Task prompt. If a line in the records below contains the word "lost", copy it out.

-.-.-

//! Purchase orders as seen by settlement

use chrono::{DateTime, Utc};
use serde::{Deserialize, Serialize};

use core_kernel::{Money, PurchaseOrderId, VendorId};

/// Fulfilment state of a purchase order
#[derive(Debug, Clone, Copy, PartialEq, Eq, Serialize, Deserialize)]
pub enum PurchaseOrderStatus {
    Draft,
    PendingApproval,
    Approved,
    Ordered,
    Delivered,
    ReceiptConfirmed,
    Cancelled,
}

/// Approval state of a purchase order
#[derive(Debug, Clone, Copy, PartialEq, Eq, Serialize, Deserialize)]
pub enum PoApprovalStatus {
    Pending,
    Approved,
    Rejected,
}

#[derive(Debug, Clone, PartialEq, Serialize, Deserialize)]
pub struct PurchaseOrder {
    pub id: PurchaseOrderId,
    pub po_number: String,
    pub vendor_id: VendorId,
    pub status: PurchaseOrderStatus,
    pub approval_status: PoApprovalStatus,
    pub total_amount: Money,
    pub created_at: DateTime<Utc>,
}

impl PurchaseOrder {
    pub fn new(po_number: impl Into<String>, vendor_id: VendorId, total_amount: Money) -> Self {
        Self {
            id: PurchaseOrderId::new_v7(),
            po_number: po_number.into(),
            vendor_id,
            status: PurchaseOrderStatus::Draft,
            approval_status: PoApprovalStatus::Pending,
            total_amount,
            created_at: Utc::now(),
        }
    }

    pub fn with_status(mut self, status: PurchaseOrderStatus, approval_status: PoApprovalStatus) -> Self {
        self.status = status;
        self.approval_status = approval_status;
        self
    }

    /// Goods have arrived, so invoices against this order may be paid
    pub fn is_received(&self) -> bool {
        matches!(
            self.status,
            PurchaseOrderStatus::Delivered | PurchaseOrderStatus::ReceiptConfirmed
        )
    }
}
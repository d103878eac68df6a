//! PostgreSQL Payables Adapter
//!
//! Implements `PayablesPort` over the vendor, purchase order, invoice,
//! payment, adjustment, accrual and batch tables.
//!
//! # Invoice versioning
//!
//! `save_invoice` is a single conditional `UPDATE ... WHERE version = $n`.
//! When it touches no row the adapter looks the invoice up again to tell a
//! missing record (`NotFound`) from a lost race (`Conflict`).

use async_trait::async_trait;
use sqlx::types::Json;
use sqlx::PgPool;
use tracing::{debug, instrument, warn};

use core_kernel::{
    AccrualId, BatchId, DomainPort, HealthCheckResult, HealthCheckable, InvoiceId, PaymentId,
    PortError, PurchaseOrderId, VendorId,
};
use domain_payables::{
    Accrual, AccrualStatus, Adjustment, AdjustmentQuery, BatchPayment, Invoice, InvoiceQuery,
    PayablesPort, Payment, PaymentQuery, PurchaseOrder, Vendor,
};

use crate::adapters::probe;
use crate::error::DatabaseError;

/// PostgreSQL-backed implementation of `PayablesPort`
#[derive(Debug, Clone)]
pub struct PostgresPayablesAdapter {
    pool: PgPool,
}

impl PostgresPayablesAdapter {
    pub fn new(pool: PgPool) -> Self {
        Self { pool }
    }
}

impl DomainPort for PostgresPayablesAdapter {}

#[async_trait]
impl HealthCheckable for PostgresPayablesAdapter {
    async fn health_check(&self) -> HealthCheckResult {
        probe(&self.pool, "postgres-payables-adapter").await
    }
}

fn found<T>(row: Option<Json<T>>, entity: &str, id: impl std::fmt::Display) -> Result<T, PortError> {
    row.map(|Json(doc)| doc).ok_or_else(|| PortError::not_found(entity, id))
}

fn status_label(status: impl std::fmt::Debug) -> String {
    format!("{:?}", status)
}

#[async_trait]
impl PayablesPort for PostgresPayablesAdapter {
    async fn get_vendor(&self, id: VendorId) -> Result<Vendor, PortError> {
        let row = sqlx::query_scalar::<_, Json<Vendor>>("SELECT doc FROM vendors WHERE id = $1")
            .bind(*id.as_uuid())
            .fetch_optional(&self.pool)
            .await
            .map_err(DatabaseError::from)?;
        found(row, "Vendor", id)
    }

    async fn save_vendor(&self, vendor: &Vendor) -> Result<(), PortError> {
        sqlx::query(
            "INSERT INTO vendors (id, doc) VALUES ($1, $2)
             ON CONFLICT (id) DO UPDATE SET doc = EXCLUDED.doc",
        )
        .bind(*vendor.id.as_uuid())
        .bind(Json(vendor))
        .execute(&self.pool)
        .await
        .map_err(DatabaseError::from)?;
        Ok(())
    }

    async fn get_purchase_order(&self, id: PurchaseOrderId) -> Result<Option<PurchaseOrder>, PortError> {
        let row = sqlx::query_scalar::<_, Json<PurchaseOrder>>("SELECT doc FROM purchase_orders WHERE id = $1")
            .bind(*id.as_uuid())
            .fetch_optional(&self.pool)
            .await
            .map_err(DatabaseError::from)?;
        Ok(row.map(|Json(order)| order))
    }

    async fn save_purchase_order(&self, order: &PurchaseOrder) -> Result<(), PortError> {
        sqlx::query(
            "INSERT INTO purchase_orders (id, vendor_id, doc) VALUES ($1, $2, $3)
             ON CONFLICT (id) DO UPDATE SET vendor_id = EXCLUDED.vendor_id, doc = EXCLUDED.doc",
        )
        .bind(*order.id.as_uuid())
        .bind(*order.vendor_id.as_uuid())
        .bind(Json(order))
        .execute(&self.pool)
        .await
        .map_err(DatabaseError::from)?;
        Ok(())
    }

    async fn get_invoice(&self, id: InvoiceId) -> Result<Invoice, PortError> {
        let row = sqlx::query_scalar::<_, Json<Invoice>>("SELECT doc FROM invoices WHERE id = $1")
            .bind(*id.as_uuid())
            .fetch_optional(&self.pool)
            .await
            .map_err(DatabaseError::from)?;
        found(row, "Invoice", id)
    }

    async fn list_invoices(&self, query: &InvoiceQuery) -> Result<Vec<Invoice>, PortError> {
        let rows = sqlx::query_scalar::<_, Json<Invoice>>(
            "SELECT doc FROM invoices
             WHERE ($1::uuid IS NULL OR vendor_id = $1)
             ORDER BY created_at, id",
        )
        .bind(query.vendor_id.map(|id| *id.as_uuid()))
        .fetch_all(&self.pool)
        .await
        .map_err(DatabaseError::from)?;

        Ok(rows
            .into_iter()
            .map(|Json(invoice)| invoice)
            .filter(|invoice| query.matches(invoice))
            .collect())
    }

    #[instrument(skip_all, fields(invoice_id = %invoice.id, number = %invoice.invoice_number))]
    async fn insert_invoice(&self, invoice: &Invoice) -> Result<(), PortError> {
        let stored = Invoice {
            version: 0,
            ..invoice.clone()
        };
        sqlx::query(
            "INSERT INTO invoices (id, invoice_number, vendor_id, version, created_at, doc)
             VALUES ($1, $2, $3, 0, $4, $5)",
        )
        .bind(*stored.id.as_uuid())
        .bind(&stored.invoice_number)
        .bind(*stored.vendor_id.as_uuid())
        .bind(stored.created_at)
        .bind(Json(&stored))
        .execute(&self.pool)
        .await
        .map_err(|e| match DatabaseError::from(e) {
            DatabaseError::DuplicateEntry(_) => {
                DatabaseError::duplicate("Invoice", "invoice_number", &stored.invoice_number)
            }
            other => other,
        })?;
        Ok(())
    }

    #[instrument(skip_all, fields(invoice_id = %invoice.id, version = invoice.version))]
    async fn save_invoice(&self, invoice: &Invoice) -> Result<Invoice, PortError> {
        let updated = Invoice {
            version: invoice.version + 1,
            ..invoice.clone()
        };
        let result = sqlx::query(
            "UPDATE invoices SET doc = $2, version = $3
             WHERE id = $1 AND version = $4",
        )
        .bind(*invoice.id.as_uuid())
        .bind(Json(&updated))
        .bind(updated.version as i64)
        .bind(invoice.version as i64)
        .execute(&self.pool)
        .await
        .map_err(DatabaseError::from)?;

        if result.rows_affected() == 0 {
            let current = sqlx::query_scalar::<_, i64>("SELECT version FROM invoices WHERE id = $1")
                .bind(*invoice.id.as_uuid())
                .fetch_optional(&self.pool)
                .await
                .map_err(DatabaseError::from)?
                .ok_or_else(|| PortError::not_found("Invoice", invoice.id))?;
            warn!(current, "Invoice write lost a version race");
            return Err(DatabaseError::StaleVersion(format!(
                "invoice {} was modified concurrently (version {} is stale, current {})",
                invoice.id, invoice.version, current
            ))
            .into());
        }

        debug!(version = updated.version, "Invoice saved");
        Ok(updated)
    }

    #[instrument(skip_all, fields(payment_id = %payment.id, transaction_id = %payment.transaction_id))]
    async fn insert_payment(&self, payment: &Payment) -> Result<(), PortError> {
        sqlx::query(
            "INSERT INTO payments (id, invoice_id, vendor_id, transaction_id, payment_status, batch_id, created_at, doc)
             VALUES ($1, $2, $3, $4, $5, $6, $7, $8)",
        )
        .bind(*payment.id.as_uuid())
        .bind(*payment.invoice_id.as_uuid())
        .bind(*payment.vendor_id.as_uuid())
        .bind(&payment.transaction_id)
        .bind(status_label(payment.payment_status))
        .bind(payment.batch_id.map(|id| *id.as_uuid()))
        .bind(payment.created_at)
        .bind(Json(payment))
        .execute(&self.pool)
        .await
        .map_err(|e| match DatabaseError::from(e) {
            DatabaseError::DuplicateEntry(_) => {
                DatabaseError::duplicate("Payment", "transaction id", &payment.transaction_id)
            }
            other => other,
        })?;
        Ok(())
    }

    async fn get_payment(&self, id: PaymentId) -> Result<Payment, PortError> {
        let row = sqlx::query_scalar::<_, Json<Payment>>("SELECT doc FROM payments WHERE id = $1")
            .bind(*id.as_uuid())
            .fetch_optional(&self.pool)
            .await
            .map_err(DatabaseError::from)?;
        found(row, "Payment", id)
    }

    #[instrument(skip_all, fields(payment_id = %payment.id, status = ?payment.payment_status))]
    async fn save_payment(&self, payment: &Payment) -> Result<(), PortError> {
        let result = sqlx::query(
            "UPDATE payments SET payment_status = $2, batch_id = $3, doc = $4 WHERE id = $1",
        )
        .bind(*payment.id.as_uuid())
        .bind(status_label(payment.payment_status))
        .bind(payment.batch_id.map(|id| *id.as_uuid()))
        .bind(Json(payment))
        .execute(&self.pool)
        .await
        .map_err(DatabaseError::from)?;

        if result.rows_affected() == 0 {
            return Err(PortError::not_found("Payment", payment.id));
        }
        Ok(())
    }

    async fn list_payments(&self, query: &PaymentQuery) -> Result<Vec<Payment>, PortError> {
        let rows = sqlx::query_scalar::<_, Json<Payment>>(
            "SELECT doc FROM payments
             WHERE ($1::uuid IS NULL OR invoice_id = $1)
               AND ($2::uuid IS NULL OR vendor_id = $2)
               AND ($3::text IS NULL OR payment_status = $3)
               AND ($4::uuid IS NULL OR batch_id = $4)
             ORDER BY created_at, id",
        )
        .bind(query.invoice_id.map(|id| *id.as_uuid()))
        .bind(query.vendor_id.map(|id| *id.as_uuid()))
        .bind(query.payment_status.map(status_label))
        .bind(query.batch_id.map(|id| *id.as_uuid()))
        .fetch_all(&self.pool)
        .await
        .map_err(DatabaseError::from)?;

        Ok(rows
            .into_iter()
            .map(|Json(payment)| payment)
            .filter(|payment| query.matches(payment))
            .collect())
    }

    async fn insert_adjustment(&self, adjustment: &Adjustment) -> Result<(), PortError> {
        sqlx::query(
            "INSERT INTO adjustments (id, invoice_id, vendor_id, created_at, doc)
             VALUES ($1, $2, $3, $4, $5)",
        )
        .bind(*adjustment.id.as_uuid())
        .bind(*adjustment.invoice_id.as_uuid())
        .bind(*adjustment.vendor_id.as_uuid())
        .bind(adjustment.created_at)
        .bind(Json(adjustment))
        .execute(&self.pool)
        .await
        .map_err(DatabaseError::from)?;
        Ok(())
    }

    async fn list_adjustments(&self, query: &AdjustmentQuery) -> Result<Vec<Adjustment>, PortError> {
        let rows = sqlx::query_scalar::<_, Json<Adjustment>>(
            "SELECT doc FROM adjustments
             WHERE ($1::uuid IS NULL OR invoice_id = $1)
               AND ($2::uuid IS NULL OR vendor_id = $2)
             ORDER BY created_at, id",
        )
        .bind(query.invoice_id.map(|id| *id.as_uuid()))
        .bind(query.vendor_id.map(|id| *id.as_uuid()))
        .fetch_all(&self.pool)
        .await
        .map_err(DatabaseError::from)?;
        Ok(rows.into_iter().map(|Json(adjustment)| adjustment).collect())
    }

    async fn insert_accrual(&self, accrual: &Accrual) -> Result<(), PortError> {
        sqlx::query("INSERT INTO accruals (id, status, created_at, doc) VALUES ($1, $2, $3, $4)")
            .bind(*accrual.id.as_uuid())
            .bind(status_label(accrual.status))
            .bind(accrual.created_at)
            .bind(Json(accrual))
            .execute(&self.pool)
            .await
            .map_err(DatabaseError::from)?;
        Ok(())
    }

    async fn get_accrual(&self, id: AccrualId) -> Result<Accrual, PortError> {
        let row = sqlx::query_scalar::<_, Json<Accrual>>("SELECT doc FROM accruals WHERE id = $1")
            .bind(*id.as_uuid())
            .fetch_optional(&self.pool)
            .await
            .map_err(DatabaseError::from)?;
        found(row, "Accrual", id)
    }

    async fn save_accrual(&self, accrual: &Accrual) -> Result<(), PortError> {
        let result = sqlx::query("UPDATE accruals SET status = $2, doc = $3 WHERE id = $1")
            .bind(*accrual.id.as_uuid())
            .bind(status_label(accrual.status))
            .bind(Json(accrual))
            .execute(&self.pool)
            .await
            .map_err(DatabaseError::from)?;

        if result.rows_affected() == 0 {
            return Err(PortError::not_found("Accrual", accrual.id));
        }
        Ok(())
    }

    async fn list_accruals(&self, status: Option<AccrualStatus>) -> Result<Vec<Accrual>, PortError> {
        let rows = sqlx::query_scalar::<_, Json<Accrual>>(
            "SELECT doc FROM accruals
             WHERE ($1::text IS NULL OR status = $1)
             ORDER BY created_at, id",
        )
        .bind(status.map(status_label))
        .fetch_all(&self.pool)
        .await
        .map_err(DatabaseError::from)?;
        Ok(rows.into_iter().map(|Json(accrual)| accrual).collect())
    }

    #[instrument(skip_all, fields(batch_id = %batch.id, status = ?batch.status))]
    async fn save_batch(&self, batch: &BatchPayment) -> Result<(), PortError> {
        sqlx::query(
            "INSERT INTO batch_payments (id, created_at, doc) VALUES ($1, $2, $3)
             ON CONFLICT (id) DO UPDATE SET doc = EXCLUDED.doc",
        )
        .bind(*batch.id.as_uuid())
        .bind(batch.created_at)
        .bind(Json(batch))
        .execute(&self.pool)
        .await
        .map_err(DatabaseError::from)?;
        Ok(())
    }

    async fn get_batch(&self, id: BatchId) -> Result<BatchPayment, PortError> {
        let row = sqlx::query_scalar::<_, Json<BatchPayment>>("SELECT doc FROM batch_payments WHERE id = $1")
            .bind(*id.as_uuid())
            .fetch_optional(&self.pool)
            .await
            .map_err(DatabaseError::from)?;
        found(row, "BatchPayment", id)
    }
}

-.-.-

Answer to this task.
//! missing record (`NotFound`) from a lost race (`Conflict`).
            warn!(current, "Invoice write lost a version race");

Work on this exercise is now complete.